Factory glass is a term used by collectors of glass objects with artistic aims to distinguish items, mostly of decorative rather than utilitarian function, made on a larger scale in a factory, from the more individual or unique studio glass and by studio glass artists to distinguish their work from the more standardised items which are generally made in larger glassworks. It can be an equivalent for the 20th century of the term art glass, which is largely applied to 19th-century or early 20th-century pieces.

It is difficult to specify how large a glassworks would be before it is considered a factory but size is not the key indicator. The crucial distinction would be where there is a significant degree of specialisation or "division of labour" as opposed to the more hands-on working methods used by a single glass artist, with perhaps an assistant, in a studio.

The many other types of glass in use are generally made on a large scale in factories. They are usually referred to by their individual names; for example; float glass (for windows) and "glass packaging" (bottles, jars, and containers) and domestic glassware.

==Exceptions==
Not all glass made in factories counts because more individual, limited edition or one-off pieces were made for a variety of reasons. Examples would include; experimental, "end-of-day" and apprentice pieces and "friggers" (test or trial pieces) but also special orders and one-off commissions.

===Factory "studio" glass"===
At the US Fenton Art Glass Company, Dave Fetty, a factory glass worker for most of his career, was allowed to use specialist skills, learned before joining the factory, in limited editions of "offhand" pieces without the use of moulds. Such pieces are more akin to studio glass than "factory glass".

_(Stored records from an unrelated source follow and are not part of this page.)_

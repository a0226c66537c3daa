// src/crawl/report.rs
// =============================================================================
// This module prints crawl progress.
//
// Output format:
//   stdout: "Starting with root page: <url>"   (once)
//   stdout: "Visiting URL: <url>"              (once per visited page)
//   stderr: "Unsuccessful GET for: <url>"      (once per failed fetch)
//
// The writers are generic so tests can capture the exact lines in a Vec<u8>.
// =============================================================================

use std::io::{self, Write};

use tracing::warn;

// Receives the user-visible crawl events
pub trait CrawlReporter {
    fn starting(&mut self, root: &str);
    fn visiting(&mut self, url: &str);
    fn fetch_failed(&mut self, url: &str);
}

pub struct ConsoleReporter<O, E> {
    out: O,
    err: E,
}

impl ConsoleReporter<io::Stdout, io::Stderr> {
    pub fn stdio() -> Self {
        Self::new(io::stdout(), io::stderr())
    }
}

impl<O: Write, E: Write> ConsoleReporter<O, E> {
    pub fn new(out: O, err: E) -> Self {
        Self { out, err }
    }
}

#[cfg(test)]
impl ConsoleReporter<Vec<u8>, Vec<u8>> {
    // (stdout, stderr) as captured so far
    pub fn captured(&self) -> (String, String) {
        (
            String::from_utf8_lossy(&self.out).into_owned(),
            String::from_utf8_lossy(&self.err).into_owned(),
        )
    }
}

impl<O: Write, E: Write> CrawlReporter for ConsoleReporter<O, E> {
    fn starting(&mut self, root: &str) {
        if let Err(e) = writeln!(self.out, "Starting with root page: {}", root) {
            warn!(error = %e, "could not write crawl output");
        }
    }

    fn visiting(&mut self, url: &str) {
        if let Err(e) = writeln!(self.out, "Visiting URL: {}", url) {
            warn!(error = %e, "could not write crawl output");
        }
    }

    fn fetch_failed(&mut self, url: &str) {
        if let Err(e) = writeln!(self.err, "Unsuccessful GET for: {}", url) {
            warn!(error = %e, "could not write crawl output");
        }
    }
}

#[cfg(test)]
mod tests {
    use super::*;

    #[test]
    fn test_console_lines() {
        let mut reporter = ConsoleReporter::new(Vec::new(), Vec::new());
        reporter.starting("https://example.com");
        reporter.visiting("https://example.com/about");
        reporter.fetch_failed("https://example.com/down");

        let (out, err) = reporter.captured();
        assert_eq!(
            out,
            "Starting with root page: https://example.com\nVisiting URL: https://example.com/about\n"
        );
        assert_eq!(err, "Unsuccessful GET for: https://example.com/down\n");
    }
}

In the United Kingdom, Whitefriars Glass and Caithness Glass, have produced limited production "studio" lines alongside standard production in the same factory. At the ZBS glassworks in Czechoslovakia, there was a separate department for making more experimental studio type pieces which were later hived off and came to be called Libera. The small Skrdlovice works was used by designers in the communist era to test out their designs with short runs before some went on to full production at other factories. The limited test items are much more prized by collectors but it is often difficult to be sure which ones these are and which ones were replicated in full production runs elsewhere.

==Standardised production==
While, the exceptions would generally account for a very small proportion of overall production, the term applies, strictly speaking, only to the production which was standardised, where many workers would be involved in the making of each item.